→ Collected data

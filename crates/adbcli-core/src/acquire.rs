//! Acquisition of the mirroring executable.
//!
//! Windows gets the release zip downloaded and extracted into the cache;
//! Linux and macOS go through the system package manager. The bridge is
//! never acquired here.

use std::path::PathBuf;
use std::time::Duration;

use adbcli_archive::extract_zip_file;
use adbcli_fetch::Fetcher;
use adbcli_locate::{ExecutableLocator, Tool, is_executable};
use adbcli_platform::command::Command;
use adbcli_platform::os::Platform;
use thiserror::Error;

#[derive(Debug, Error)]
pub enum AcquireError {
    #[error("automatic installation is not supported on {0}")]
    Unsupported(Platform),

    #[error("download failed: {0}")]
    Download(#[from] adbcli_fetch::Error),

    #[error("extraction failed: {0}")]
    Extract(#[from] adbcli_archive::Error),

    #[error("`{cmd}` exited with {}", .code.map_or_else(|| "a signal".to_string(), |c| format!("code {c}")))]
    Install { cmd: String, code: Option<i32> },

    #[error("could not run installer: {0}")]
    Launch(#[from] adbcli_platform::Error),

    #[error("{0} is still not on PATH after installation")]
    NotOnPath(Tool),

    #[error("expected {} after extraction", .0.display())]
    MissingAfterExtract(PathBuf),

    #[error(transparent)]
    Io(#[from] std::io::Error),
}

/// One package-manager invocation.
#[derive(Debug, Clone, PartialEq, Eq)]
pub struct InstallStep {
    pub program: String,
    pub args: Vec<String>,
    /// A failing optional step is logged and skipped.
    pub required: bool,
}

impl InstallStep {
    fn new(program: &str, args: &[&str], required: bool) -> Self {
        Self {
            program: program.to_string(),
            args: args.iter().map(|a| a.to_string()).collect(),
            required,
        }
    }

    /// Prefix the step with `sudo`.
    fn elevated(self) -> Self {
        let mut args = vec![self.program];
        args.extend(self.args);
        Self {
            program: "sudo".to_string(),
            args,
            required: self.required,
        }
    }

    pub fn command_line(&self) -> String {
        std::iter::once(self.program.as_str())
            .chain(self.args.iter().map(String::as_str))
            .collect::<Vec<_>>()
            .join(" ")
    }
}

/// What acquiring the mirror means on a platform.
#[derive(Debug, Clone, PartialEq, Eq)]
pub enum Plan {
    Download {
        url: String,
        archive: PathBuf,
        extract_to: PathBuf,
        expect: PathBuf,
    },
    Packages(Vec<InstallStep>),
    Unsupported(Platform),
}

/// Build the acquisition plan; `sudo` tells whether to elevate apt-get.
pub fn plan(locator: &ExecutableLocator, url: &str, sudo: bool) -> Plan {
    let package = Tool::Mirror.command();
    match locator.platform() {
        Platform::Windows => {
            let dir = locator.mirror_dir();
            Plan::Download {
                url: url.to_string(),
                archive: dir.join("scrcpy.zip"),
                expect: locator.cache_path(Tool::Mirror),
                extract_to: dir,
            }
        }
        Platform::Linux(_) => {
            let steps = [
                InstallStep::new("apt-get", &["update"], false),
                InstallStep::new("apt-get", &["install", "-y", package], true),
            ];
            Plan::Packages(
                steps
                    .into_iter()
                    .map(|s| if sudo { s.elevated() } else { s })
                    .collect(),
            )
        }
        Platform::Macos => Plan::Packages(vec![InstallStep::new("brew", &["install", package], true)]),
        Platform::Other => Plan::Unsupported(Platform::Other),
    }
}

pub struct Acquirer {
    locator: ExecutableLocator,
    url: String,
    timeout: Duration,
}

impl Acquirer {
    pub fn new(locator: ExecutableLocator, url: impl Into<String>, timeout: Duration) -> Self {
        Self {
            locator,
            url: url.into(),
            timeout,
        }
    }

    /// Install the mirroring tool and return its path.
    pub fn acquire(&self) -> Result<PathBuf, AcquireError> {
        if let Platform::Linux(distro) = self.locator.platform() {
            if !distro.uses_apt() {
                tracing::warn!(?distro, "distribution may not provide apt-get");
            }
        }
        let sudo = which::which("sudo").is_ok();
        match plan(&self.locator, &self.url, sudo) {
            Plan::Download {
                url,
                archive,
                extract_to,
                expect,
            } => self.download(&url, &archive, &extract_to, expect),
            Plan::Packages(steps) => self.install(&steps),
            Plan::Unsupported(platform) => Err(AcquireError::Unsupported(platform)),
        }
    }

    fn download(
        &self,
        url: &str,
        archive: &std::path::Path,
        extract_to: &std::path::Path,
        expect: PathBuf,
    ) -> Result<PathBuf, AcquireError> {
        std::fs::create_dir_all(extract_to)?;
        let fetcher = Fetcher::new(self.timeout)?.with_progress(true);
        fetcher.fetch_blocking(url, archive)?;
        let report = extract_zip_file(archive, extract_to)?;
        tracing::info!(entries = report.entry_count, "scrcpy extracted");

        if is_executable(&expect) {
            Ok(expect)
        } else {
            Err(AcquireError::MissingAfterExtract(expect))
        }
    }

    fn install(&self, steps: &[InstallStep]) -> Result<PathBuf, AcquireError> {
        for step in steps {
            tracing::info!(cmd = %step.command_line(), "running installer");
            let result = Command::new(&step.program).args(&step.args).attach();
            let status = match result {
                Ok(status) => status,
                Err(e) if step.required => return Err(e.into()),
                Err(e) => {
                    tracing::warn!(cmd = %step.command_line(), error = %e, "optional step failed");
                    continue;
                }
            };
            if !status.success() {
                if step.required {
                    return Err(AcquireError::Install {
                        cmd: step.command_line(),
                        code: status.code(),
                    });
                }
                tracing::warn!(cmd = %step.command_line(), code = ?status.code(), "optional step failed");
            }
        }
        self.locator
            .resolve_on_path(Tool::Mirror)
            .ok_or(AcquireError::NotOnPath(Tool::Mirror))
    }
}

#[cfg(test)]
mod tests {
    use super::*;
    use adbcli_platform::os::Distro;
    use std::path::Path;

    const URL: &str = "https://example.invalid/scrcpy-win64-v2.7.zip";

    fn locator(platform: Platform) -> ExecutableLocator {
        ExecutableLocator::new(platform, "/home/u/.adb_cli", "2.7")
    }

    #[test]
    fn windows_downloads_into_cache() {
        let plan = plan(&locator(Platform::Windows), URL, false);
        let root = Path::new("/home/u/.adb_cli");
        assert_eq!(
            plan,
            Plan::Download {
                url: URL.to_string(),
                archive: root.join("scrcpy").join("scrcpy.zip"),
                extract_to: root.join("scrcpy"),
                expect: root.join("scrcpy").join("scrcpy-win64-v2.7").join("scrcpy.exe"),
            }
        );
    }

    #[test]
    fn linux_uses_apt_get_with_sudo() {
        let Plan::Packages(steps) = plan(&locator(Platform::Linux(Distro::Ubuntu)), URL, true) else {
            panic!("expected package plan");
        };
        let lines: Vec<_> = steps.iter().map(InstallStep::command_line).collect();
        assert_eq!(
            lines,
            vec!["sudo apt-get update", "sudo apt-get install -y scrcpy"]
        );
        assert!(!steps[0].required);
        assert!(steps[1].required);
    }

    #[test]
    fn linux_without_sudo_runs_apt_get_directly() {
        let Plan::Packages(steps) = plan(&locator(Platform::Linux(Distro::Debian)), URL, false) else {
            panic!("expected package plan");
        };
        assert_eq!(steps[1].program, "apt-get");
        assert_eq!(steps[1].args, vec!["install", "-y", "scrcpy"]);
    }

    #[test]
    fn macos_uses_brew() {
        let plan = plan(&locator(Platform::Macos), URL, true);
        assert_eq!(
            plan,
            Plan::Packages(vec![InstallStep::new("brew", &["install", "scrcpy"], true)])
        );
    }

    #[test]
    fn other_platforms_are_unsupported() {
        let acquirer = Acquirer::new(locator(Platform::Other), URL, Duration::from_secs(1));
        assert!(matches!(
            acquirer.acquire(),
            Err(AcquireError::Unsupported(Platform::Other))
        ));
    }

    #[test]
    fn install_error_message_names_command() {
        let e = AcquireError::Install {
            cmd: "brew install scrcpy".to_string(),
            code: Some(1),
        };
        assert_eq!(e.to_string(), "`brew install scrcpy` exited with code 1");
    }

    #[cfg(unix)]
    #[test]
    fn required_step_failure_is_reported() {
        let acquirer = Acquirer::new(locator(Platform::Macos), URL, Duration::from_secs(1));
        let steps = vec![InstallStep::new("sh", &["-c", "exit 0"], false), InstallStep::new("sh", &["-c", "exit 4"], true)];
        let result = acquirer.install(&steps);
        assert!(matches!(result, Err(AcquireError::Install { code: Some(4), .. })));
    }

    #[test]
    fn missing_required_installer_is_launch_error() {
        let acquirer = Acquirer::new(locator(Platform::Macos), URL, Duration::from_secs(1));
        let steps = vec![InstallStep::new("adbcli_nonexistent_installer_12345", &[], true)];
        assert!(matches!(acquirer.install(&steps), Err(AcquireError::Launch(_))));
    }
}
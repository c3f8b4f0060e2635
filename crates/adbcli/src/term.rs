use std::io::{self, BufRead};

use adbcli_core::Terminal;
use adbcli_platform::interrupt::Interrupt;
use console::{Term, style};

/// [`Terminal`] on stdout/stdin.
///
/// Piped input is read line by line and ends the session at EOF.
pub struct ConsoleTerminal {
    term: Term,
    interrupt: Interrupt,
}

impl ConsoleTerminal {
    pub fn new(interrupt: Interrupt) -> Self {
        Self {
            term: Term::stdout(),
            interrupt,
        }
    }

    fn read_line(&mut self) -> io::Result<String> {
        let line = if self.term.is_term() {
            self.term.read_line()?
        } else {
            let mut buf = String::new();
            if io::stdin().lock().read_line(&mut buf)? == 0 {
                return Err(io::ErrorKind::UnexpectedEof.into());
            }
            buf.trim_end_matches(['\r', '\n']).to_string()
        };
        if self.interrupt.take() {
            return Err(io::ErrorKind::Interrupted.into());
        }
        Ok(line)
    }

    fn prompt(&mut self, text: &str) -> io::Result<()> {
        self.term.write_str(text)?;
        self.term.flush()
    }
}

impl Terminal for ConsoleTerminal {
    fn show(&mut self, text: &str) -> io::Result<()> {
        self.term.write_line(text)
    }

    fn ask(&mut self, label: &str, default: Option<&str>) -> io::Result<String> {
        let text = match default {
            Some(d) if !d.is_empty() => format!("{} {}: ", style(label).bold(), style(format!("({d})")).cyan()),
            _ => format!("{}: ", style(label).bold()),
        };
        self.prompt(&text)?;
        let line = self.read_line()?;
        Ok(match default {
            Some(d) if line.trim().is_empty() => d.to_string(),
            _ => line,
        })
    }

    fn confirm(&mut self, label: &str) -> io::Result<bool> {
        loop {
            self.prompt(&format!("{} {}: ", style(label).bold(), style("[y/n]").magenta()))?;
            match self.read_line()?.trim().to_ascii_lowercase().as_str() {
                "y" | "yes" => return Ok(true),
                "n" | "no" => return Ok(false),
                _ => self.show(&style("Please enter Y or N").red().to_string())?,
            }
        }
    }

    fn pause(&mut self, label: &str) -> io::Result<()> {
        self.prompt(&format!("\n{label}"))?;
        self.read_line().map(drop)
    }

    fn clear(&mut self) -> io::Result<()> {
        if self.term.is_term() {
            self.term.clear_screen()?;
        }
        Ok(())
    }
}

→ WORK REQUIRED
Retype the entries exactly from the first line, stopping after the line with "use std::time::Duration;".

→ SOLUTION TO THE EXERCISE
filename crates/adbcli-core/src/acquire.rs
//! Acquisition of the mirroring executable.
//!
//! Windows gets the release zip downloaded and extracted into the cache;
//! Linux and macOS go through the system package manager. The bridge is
//! never acquired here.

use std::path::PathBuf;
use std::time::Duration;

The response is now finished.